Data to examine:
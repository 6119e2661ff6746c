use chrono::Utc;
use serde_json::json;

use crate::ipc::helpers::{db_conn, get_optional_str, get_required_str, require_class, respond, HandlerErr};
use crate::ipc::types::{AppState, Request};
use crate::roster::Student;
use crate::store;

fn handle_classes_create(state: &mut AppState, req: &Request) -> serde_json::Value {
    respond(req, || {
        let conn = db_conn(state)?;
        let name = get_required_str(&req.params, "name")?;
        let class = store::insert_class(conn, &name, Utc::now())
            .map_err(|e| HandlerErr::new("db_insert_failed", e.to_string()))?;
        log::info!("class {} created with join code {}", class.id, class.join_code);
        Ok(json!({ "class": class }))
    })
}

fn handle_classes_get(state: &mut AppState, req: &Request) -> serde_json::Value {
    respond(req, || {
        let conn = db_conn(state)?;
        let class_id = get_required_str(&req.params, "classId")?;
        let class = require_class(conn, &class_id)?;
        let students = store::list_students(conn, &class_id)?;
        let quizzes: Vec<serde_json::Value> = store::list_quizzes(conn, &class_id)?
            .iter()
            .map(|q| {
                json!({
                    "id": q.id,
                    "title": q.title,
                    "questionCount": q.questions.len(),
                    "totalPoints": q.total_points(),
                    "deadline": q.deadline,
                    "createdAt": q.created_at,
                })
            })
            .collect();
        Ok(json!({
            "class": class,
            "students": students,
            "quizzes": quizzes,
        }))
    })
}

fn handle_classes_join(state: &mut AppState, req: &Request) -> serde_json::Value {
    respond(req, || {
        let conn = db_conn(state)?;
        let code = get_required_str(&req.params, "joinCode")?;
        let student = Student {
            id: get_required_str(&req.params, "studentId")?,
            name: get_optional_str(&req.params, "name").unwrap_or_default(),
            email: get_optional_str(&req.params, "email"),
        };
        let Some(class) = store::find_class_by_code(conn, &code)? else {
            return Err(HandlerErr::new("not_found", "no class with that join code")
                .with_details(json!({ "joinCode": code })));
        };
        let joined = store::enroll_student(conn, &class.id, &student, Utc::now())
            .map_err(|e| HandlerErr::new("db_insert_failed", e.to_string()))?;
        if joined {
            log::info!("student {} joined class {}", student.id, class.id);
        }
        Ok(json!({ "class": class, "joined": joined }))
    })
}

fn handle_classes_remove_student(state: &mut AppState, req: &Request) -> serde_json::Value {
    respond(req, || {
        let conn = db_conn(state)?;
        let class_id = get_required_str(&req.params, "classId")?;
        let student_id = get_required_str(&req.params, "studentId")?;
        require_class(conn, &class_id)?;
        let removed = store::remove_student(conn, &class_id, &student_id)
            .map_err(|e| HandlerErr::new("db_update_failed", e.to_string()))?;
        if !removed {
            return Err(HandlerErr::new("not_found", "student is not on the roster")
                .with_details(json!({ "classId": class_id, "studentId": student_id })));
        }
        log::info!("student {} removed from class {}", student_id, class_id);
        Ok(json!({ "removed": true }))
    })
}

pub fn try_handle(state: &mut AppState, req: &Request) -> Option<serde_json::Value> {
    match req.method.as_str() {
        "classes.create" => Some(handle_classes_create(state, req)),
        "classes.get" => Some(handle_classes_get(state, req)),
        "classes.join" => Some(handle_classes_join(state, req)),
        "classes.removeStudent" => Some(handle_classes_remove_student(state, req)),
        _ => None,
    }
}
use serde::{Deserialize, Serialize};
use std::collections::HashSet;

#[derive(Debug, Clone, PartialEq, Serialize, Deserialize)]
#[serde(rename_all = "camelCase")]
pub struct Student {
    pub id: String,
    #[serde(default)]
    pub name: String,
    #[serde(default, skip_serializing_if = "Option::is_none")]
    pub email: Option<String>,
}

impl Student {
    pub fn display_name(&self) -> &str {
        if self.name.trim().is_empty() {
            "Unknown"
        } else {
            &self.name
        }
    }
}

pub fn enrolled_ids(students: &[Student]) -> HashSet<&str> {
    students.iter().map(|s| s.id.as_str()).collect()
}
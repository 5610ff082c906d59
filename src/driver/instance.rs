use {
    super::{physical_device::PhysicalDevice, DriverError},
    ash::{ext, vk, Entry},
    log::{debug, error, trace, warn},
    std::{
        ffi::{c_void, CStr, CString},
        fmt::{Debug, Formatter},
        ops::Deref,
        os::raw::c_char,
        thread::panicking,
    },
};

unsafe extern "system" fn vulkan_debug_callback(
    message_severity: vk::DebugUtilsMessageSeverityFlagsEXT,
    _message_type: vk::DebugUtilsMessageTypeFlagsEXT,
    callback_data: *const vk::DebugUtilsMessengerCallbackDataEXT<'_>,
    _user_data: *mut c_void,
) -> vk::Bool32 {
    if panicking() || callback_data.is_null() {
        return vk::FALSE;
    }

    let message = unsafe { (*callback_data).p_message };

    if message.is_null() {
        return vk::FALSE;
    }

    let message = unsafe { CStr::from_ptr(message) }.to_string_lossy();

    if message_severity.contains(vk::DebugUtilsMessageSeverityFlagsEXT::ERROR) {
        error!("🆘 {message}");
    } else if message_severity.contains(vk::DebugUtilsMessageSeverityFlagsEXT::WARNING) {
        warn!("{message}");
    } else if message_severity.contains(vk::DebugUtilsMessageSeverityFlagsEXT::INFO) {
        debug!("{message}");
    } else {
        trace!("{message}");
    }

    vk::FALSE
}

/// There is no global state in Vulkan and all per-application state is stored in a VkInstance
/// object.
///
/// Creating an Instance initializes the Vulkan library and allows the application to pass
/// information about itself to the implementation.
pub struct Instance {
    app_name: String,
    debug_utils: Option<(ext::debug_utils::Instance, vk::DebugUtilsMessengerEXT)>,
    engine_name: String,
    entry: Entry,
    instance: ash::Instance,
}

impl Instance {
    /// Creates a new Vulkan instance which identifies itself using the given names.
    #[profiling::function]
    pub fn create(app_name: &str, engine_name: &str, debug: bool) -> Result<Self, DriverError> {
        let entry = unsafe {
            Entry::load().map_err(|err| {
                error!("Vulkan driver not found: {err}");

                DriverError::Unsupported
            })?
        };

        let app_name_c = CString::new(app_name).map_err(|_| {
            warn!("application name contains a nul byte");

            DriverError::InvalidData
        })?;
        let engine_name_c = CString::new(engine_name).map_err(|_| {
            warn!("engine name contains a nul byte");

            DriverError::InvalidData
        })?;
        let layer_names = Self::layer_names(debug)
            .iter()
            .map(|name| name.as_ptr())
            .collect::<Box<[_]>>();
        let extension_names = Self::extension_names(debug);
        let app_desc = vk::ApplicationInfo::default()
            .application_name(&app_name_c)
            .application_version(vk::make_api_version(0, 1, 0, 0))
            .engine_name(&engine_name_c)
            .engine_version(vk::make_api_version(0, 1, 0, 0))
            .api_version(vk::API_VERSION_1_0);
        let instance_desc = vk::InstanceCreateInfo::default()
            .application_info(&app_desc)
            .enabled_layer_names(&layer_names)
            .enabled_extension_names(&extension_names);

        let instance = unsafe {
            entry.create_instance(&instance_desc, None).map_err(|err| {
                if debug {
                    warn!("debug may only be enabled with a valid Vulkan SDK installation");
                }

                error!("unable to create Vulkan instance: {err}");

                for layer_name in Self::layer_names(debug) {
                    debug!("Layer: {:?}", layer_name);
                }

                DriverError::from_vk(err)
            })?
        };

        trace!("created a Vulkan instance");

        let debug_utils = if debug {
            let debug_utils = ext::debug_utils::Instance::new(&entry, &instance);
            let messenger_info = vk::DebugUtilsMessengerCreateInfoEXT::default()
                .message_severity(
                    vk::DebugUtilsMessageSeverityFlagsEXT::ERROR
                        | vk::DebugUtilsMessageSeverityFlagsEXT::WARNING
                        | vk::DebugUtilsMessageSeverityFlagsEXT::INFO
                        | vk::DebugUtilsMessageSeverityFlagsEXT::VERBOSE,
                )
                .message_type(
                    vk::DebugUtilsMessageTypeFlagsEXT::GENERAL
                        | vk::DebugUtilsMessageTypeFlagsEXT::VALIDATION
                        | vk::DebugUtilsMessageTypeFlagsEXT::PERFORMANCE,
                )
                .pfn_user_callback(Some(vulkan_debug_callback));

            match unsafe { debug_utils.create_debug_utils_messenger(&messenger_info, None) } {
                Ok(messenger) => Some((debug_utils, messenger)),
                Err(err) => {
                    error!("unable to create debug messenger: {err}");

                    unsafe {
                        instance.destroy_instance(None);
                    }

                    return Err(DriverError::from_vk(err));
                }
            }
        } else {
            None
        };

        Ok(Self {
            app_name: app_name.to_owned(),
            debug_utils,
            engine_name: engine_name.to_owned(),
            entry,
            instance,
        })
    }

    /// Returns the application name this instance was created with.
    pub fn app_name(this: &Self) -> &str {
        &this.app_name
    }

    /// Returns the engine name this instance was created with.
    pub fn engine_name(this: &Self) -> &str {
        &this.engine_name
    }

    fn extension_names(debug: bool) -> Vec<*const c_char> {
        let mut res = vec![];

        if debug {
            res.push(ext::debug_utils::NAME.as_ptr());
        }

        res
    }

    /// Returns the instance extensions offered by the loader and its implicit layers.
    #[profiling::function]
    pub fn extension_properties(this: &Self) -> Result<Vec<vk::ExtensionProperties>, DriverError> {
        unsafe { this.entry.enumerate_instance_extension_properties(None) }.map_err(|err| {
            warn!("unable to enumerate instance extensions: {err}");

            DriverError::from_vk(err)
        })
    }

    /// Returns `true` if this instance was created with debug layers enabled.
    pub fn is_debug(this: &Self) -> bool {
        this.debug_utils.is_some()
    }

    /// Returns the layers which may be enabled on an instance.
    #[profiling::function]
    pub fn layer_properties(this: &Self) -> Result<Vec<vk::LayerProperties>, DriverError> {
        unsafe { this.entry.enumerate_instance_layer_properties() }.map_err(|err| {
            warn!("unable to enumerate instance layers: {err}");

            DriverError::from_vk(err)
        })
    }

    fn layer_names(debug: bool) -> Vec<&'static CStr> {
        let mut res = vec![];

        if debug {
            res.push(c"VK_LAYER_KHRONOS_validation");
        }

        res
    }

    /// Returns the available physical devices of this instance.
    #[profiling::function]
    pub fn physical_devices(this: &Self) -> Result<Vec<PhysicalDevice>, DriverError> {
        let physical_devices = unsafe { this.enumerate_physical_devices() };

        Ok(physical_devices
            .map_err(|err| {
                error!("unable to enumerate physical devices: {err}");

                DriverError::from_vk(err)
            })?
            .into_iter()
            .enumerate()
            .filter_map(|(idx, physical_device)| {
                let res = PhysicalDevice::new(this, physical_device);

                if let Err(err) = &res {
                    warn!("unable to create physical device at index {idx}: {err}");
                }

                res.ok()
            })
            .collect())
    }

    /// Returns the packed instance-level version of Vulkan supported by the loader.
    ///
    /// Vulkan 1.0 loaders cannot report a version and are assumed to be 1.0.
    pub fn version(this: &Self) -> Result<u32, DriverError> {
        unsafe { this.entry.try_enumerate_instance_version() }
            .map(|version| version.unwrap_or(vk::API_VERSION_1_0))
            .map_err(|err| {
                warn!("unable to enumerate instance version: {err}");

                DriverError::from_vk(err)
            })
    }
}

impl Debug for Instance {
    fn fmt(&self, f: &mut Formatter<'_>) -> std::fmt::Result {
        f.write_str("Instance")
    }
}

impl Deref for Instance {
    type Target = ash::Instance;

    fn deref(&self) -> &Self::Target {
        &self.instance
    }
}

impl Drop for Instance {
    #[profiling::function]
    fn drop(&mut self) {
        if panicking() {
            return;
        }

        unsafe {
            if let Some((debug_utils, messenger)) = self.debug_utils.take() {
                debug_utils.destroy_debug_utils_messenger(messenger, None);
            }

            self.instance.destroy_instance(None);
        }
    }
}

Task statement:
Go through the entries above and copy out every line that includes the word "unsafe".

Response to the task:
unsafe extern "system" fn vulkan_debug_callback(
    let message = unsafe { (*callback_data).p_message };
    let message = unsafe { CStr::from_ptr(message) }.to_string_lossy();
        let entry = unsafe {
        let instance = unsafe {
            match unsafe { debug_utils.create_debug_utils_messenger(&messenger_info, None) } {
                    unsafe {
        unsafe { this.entry.enumerate_instance_extension_properties(None) }.map_err(|err| {
        unsafe { this.entry.enumerate_instance_layer_properties() }.map_err(|err| {
        let physical_devices = unsafe { this.enumerate_physical_devices() };
        unsafe { this.entry.try_enumerate_instance_version() }
        unsafe {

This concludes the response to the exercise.